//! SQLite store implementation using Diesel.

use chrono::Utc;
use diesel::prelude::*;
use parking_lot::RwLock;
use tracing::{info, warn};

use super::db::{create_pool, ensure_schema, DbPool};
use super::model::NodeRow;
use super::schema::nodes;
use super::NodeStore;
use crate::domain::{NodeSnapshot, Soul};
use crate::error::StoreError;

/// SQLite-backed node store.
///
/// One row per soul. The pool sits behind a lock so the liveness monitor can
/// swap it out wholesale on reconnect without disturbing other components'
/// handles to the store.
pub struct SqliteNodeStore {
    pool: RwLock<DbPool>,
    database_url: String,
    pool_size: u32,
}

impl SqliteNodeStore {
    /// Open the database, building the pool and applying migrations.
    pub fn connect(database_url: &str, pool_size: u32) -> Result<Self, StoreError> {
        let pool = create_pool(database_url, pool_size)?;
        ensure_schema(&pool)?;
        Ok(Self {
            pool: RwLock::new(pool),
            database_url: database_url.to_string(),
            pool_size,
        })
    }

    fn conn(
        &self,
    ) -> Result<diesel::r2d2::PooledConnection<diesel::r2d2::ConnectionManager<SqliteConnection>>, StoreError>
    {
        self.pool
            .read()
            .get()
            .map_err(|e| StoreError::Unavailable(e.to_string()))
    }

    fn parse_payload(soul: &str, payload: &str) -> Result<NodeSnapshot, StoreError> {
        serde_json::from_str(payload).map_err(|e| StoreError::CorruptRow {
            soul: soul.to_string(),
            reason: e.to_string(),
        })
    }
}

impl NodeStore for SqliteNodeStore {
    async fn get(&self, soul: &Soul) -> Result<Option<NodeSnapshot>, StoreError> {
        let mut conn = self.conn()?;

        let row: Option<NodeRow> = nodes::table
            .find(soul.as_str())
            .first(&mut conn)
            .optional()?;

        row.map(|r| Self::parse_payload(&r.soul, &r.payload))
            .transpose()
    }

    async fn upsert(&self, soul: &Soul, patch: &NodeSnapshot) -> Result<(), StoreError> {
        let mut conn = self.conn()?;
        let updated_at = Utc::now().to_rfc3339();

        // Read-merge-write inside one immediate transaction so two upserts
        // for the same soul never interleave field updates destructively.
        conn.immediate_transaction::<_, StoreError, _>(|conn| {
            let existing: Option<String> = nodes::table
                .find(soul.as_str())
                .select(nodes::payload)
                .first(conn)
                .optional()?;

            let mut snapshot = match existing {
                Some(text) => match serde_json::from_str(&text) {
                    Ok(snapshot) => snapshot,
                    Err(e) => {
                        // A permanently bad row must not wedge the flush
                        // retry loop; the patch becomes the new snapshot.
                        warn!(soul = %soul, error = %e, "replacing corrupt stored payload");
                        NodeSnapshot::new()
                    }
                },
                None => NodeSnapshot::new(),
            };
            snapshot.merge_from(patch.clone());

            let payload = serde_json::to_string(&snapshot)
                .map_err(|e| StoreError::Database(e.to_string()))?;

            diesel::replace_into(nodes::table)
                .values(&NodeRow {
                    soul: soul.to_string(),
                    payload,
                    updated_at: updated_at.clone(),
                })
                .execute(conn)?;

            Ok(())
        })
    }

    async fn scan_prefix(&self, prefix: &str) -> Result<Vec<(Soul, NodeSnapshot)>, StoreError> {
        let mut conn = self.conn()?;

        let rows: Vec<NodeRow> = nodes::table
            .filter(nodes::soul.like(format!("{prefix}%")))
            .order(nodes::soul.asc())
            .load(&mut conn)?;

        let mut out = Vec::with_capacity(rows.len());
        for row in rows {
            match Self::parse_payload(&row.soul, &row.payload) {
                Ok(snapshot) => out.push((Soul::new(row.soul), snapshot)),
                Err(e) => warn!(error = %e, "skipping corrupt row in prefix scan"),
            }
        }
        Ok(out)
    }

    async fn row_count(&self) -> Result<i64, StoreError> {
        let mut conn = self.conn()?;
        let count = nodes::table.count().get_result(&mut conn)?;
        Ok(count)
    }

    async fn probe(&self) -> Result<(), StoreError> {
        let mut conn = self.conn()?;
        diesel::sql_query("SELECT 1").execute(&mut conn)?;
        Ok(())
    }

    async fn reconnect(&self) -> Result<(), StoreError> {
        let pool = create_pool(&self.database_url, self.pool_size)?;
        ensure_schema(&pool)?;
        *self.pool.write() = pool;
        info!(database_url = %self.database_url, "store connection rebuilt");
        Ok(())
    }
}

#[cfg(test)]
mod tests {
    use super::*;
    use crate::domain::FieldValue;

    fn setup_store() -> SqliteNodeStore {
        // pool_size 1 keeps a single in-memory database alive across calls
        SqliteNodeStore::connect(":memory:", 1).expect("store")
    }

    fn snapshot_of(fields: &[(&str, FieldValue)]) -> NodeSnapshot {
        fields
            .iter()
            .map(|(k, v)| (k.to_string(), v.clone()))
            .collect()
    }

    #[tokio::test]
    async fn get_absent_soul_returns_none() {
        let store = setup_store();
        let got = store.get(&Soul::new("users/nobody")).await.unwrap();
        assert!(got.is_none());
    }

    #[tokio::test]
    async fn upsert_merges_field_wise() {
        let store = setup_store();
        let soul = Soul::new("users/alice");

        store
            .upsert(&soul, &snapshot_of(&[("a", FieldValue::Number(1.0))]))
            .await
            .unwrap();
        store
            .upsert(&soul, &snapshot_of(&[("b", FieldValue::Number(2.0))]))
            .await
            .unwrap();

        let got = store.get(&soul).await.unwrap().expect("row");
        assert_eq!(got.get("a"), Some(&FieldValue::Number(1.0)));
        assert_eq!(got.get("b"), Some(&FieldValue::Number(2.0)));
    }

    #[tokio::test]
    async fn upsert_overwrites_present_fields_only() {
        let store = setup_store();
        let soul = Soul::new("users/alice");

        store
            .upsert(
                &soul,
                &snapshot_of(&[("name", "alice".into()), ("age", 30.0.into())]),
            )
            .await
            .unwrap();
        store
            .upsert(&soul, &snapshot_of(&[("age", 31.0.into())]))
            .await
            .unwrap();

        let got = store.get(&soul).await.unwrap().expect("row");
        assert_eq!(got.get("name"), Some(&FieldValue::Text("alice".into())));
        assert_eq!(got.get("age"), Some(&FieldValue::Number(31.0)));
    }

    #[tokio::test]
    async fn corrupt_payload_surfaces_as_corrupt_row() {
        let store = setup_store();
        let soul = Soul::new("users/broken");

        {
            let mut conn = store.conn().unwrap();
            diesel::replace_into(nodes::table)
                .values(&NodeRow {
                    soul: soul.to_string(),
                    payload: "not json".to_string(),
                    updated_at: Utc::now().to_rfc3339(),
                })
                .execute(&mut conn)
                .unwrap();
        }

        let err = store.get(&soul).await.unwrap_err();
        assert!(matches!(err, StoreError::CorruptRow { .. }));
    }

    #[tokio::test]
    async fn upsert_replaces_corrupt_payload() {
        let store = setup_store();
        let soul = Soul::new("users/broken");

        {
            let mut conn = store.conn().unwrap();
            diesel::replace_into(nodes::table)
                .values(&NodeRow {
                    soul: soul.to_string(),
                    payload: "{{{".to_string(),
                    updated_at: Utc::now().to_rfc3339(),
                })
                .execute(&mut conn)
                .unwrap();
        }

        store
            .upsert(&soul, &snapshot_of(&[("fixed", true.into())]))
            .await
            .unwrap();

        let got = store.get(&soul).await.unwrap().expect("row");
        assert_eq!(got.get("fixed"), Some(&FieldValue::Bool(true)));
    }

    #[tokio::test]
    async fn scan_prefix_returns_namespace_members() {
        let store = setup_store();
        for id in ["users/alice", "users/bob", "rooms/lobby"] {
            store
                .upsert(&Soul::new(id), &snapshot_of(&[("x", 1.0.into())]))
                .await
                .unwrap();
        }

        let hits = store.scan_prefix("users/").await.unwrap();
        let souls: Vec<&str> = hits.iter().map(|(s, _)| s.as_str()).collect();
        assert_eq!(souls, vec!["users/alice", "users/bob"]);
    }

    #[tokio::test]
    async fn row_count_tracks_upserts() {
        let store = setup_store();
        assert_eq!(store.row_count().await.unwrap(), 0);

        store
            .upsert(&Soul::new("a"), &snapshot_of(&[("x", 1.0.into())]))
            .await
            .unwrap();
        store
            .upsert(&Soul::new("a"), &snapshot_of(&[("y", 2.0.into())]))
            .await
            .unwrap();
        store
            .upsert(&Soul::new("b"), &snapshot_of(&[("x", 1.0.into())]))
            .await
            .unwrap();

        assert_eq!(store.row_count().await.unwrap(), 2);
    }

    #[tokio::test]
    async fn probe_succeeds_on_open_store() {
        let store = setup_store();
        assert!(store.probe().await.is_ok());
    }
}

********

- WORK INSTRUCTIONS:
All lines in the entries above that hold the word "hits" need to be copied.

- YOUR RESPONSE:
        let hits = store.scan_prefix("users/").await.unwrap();
        let souls: Vec<&str> = hits.iter().map(|(s, _)| s.as_str()).collect();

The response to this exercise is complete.